I think back on that first year after Eliza died and it feels like it lasted forever.  And yet now it's been two years--two YEARS and three months from her death and I can't believe it's been so long.  It doesn't seem possible that so much time has gone by.  I can remember those early days, the stress and fear and ache and the impossibly huge sadness of that time, and it still brings tears to my eyes.

Missing Eliza today is a quieter ache.  It's a less selfish grief, if that makes sense.  A good part of what I grieved for initially was the loss of my own expectations, of my own plans for my life, of my opportunity to have a baby and raise a daughter.  I'm still coming to terms with this new version of my life, but I'm grateful to have another baby, to be raising a daughter.  And still I grieve for the baby we never got to know, for a life that ended just when it was supposed to begin, for the people we might have been if Eliza had lived.  I grieve for the months we lost to sadness.  I grieve for the friendships that were changed.  I grieve now for Zuzu, who will grow up without a big sister.

And just when I think I could get lost in all that grief again, I turn it around.

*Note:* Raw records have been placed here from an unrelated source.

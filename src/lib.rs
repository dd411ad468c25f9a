pub mod api;
pub mod core;
pub mod error;
pub mod model;

// Important functions and structs
pub use crate::api::{CurseClient, ModRepository};
pub use crate::core::{install_file, minecraft_dir, mods_dir};
pub use crate::model::{ModFile, ModsManifest, ModSummary};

I celebrate the friends that Eliza brought into my life who make me laugh and who share my sadness in a way that eases my burden.  I celebrate the little sister she brought to us, who lights up our world.  I celebrate the closeness David and I have, the easy way we're able to prioritize what matters.

The year after we lost Eliza was absolutely the hardest, saddest, darkest year of my life.  It's hard for me to go back and read blog posts from that year, especially the first six months or so.  That pain was so close to unendurable, and those posts refresh the feeling of those dark times in a way that takes my breath away.  Out of that darkness comes a kind of understanding, harsh and unwelcome and full of truth.  I have a knowledge that I could not have had before, could not have otherwise gained.  It's nothing I wouldn't have gladly traded to get Eliza back, but we don't get to make those bargains.  So I can only take it for what it is, and hold on to it as something else of value that Eliza brought my way.

Two years and three months later, this process is still not easy and I know there will be more dark days to come.  I'll still feel jealous and bitter and jaded and angry and sad, far more often than anyone should.  But I can only remember that happiness and sadness are not mutually exclusive, that these things are not two sides of the same coin, but they can occupy my head and my heart at the same time.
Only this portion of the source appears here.